What you need to do:
Check the lines of the listing below for the word "RasterDimensions", and state only how many have it.

Material for this task:
*** Begin section ***

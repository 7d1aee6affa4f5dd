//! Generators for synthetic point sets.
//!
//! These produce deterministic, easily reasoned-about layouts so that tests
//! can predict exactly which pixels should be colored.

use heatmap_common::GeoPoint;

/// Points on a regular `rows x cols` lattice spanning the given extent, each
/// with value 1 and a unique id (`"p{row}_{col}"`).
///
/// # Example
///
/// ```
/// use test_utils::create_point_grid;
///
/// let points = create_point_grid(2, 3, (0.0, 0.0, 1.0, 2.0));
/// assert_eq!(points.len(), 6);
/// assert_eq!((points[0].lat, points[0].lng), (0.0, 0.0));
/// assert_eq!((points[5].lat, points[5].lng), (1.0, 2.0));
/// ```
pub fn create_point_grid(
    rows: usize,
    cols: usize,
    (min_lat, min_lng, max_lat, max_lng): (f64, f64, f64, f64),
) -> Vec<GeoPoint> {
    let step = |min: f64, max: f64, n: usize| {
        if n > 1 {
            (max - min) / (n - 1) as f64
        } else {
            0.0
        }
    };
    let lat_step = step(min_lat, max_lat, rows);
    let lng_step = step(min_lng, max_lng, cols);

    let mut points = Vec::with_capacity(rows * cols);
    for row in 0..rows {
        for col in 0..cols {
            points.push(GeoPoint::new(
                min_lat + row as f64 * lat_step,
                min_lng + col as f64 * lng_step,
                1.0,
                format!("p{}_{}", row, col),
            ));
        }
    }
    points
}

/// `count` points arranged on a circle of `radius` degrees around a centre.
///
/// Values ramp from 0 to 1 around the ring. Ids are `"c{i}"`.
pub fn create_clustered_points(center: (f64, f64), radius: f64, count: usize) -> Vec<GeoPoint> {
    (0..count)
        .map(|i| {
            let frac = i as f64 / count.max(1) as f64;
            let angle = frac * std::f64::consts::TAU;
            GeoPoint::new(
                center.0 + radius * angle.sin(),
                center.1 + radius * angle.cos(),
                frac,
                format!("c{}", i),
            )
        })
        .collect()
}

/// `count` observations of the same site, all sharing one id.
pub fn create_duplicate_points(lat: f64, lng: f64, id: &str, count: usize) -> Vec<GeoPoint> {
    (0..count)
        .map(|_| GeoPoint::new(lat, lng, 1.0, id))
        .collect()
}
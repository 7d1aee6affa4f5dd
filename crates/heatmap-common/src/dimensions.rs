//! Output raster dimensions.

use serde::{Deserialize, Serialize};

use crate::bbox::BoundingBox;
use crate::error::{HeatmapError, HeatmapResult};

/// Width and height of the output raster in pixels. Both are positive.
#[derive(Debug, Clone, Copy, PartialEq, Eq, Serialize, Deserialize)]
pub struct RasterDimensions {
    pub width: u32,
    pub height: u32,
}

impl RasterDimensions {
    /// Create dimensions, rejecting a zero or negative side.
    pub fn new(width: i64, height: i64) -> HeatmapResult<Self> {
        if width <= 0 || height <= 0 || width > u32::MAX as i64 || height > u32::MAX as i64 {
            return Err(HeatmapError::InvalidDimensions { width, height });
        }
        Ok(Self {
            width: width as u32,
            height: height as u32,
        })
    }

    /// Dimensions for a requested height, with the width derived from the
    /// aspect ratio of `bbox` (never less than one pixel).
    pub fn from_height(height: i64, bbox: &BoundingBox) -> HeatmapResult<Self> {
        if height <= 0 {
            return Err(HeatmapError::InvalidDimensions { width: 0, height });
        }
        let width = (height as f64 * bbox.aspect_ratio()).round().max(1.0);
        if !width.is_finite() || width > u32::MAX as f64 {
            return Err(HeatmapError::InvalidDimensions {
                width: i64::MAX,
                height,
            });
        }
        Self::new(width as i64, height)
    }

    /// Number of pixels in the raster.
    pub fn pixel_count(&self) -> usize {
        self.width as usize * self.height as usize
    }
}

*** End section ***
*** Begin section ***

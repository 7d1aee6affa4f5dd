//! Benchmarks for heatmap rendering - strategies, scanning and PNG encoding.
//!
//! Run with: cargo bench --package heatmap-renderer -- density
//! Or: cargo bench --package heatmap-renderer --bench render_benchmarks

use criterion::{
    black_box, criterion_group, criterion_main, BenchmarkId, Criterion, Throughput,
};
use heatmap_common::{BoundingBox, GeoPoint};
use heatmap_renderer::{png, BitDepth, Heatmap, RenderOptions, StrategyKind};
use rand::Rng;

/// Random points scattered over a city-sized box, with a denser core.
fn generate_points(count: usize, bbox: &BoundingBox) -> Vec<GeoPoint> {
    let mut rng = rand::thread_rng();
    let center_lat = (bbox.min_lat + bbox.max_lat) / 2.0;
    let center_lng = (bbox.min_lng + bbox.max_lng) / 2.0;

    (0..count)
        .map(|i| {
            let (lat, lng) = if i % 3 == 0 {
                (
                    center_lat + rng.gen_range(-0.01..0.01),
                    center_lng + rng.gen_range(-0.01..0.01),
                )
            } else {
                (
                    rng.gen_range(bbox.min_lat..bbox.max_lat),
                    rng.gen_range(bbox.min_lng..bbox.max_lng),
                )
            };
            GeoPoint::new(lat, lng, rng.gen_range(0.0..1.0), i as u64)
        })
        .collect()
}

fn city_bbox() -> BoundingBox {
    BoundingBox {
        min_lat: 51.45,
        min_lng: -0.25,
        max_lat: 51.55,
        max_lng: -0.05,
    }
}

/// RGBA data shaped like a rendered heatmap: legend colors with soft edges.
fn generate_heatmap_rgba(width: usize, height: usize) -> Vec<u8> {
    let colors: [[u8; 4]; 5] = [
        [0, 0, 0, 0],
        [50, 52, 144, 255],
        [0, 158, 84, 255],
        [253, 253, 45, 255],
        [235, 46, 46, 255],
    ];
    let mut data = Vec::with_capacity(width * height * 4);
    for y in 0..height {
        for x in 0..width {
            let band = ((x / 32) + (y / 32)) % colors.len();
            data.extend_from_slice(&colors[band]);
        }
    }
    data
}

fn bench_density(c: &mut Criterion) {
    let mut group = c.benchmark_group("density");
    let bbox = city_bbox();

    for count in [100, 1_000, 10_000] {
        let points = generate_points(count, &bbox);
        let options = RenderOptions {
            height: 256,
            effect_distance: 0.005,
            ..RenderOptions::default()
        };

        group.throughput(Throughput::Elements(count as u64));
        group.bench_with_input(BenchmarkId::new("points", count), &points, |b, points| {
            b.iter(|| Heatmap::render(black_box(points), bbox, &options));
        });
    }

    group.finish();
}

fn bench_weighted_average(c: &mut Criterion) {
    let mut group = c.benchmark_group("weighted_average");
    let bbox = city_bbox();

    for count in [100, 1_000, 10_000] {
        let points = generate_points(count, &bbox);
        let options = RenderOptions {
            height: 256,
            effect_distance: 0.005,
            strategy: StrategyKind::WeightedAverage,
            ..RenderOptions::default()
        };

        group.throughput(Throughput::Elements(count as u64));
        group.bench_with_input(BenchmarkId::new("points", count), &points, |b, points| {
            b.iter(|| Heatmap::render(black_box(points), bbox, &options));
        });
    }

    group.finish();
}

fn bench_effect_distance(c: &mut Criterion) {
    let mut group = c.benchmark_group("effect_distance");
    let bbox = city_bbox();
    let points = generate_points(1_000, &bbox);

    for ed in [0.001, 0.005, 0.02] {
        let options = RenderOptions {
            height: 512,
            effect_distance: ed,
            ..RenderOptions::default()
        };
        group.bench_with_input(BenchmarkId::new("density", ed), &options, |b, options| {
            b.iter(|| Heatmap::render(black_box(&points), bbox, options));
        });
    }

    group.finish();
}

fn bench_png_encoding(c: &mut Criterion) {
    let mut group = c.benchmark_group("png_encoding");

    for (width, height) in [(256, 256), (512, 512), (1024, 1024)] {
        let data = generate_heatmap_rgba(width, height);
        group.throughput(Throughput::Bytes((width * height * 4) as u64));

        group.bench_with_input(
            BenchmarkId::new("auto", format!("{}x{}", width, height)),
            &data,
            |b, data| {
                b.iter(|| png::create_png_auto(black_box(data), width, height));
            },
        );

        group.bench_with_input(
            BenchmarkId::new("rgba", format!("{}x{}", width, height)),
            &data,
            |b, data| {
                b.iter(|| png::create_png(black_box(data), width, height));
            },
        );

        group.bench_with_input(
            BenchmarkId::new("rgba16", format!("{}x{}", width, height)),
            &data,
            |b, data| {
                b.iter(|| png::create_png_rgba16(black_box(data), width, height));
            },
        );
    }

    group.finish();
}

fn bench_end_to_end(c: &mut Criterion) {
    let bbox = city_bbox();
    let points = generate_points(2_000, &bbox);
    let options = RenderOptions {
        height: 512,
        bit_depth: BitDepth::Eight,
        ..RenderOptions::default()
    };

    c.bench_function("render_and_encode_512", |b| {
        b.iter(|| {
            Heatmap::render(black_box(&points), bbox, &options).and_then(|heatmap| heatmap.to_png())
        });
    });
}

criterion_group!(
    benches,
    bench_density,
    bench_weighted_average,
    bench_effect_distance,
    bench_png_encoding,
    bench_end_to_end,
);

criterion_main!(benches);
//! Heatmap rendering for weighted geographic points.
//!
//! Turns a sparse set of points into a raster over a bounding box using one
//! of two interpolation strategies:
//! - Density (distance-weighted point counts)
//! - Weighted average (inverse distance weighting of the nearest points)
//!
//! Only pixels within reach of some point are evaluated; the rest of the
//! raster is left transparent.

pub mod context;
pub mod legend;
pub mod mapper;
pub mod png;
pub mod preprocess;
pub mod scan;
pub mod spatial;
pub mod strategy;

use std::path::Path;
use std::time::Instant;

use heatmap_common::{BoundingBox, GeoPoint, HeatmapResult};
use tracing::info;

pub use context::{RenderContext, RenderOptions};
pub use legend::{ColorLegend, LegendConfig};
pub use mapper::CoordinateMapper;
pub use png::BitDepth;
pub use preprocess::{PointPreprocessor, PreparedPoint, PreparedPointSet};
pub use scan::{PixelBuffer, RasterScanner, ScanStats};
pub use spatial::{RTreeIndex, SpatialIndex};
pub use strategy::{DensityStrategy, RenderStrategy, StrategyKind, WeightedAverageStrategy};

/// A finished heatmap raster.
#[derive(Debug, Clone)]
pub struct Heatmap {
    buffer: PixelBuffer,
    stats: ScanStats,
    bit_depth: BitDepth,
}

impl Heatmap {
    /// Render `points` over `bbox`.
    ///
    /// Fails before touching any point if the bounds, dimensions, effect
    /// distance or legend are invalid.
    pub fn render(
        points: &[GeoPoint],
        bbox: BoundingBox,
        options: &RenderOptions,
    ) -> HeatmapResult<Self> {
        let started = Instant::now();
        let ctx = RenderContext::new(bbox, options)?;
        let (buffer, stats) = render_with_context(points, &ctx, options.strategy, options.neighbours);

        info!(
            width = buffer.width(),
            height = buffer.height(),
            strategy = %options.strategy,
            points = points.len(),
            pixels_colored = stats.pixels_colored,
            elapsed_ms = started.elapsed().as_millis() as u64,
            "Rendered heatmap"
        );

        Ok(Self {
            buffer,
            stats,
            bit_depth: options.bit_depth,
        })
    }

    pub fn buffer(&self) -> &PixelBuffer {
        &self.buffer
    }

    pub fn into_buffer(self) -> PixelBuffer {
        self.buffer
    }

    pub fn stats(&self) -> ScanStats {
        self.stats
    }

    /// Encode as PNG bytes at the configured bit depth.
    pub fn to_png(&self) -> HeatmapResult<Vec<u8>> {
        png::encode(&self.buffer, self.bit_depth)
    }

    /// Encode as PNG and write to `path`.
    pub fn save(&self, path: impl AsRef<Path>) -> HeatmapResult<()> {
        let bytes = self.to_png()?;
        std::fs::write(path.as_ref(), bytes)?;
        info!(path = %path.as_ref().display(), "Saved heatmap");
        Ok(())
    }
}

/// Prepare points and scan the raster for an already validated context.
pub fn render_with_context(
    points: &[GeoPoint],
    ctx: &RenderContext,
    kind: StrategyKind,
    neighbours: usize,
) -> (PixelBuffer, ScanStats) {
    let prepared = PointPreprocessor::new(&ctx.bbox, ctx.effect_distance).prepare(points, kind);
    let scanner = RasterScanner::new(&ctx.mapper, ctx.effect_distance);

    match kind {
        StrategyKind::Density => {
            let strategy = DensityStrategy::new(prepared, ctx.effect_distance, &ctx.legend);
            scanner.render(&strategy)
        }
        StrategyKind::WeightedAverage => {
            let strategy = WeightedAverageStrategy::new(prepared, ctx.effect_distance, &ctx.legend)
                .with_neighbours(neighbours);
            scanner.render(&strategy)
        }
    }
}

*** End section ***

Worked solution:
2